TASK DETAILS ->
Filter the listing and keep only the lines with the word "output".

____________________

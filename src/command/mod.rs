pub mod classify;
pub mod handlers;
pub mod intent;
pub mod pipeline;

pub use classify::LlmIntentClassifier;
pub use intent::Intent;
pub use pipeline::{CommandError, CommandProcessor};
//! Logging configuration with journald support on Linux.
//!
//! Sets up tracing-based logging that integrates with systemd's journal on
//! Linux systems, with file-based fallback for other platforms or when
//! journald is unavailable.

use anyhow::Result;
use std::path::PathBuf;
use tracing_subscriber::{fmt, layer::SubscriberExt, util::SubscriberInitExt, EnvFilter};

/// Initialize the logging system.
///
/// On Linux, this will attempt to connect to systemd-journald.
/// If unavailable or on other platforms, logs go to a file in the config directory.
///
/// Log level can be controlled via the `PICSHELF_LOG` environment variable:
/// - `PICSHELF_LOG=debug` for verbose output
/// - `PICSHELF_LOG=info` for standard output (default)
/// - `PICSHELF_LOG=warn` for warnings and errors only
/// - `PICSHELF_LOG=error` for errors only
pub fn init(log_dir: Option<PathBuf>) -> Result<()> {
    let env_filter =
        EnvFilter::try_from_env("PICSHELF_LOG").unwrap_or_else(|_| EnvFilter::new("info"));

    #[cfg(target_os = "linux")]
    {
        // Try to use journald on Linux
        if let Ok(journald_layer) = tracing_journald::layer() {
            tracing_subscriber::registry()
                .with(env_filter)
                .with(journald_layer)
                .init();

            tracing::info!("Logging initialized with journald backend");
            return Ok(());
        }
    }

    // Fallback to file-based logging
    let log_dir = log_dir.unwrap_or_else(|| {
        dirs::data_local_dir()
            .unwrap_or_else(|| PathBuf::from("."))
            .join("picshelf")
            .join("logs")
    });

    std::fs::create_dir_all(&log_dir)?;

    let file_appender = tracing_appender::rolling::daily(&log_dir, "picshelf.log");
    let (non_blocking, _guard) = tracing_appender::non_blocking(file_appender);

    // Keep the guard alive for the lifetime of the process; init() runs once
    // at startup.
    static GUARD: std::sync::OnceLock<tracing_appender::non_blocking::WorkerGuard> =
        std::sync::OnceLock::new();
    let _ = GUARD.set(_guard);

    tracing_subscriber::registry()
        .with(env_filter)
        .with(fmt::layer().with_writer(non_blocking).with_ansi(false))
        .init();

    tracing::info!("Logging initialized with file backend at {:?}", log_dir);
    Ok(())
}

____________________

ANSWER TO THE EXERCISE ->
/// - `PICSHELF_LOG=debug` for verbose output
/// - `PICSHELF_LOG=info` for standard output (default)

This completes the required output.